* **ASSIGNMENT**
Exactly the lines from the start of the data below through the line containing "#[derive(Debug, Clone, PartialEq, Eq, Serialize, Deserialize)]" must be returned, and no others.

(Entries taken from a collection)
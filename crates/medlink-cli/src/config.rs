//! Settings file management.

use std::fs;
use std::path::{Path, PathBuf};
use std::time::Duration;

use serde::{Deserialize, Serialize};

use medlink_core::{Error, Settings};

/// Settings file structure.
///
/// Keys are PascalCase (`ScanTimeout`, `AudioLength`, ...). Every key is
/// optional; absent keys take their default.
#[derive(Debug, Clone, PartialEq, Eq, Serialize, Deserialize)]
#[serde(rename_all = "PascalCase")]
pub struct Config {
    /// Advertisement scan timeout in seconds
    #[serde(default = "default_scan_timeout")]
    pub scan_timeout: u64,

    /// Stethoscope recording length in seconds
    #[serde(default = "default_audio_length")]
    pub audio_length: u64,

    /// Emit intermediate weight readings
    #[serde(default)]
    pub update_weight: bool,

    /// Verbose diagnostic logging
    #[serde(default = "default_true")]
    pub debug: bool,

    /// Directory for stethoscope recordings (current directory if unset)
    #[serde(default, skip_serializing_if = "Option::is_none")]
    pub output_dir: Option<PathBuf>,
}

fn default_scan_timeout() -> u64 {
    10
}

fn default_audio_length() -> u64 {
    10
}

fn default_true() -> bool {
    true
}

impl Default for Config {
    fn default() -> Self {
        Self {
            scan_timeout: default_scan_timeout(),
            audio_length: default_audio_length(),
            update_weight: false,
            debug: true,
            output_dir: None,
        }
    }
}

impl Config {
    /// Upper bound for `ScanTimeout` and `AudioLength`: one day.
    pub const MAX_SECONDS: u64 = 86_400;

    /// File name looked up in the working directory.
    pub const LOCAL_FILE: &'static str = "settings.json";

    /// Per-user settings path, `<config_dir>/medlink/settings.toml`.
    pub fn user_path() -> PathBuf {
        dirs::config_dir()
            .unwrap_or_else(|| PathBuf::from("."))
            .join("medlink")
            .join("settings.toml")
    }

    /// First existing settings file: `./settings.json`, then [`Self::user_path`].
    pub fn locate() -> Option<PathBuf> {
        [PathBuf::from(Self::LOCAL_FILE), Self::user_path()]
            .into_iter()
            .find(|path| path.is_file())
    }

    /// Load the settings file found by [`Self::locate`], or defaults.
    pub fn load_default() -> Self {
        match Self::locate() {
            Some(path) => Self::load(&path),
            None => Self::default(),
        }
    }

    /// Load config from `path`, or return defaults if it is missing,
    /// unreadable or malformed.
    pub fn load(path: &Path) -> Self {
        match fs::read_to_string(path) {
            Ok(content) => match Self::parse(path, &content) {
                Ok(config) => return config,
                Err(e) => {
                    eprintln!(
                        "Warning: Failed to parse settings {}: {}",
                        path.display(),
                        e
                    );
                }
            },
            Err(e) => {
                eprintln!("Warning: Failed to read settings {}: {}", path.display(), e);
            }
        }
        Self::default()
    }

    /// Parse `content` as TOML when `path` ends in `.toml`, JSON otherwise.
    fn parse(path: &Path, content: &str) -> Result<Self, String> {
        let is_toml = path
            .extension()
            .is_some_and(|ext| ext.eq_ignore_ascii_case("toml"));
        if is_toml {
            toml::from_str(content).map_err(|e| e.to_string())
        } else {
            serde_json::from_str(content).map_err(|e| e.to_string())
        }
    }

    /// Convert into runtime settings.
    ///
    /// `ScanTimeout` and `AudioLength` must lie in `1..=MAX_SECONDS`.
    pub fn into_settings(self) -> medlink_core::Result<Settings> {
        check_seconds("ScanTimeout", self.scan_timeout)?;
        check_seconds("AudioLength", self.audio_length)?;
        let mut settings = Settings::default()
            .scan_timeout(Duration::from_secs(self.scan_timeout))
            .audio_length(Duration::from_secs(self.audio_length))
            .update_weight(self.update_weight)
            .debug(self.debug);
        if let Some(dir) = self.output_dir {
            settings = settings.output_dir(dir);
        }
        Ok(settings)
    }
}

fn check_seconds(key: &str, value: u64) -> medlink_core::Result<()> {
    if (1..=Config::MAX_SECONDS).contains(&value) {
        Ok(())
    } else {
        Err(Error::invalid_config(format!(
            "{key} must be between 1 and {} seconds, got {value}",
            Config::MAX_SECONDS
        )))
    }
}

* **YOUR RESPONSE**
filename crates/medlink-cli/src/config.rs
//! Settings file management.

use std::fs;
use std::path::{Path, PathBuf};
use std::time::Duration;

use serde::{Deserialize, Serialize};

use medlink_core::{Error, Settings};

/// Settings file structure.
///
/// Keys are PascalCase (`ScanTimeout`, `AudioLength`, ...). Every key is
/// optional; absent keys take their default.
#[derive(Debug, Clone, PartialEq, Eq, Serialize, Deserialize)]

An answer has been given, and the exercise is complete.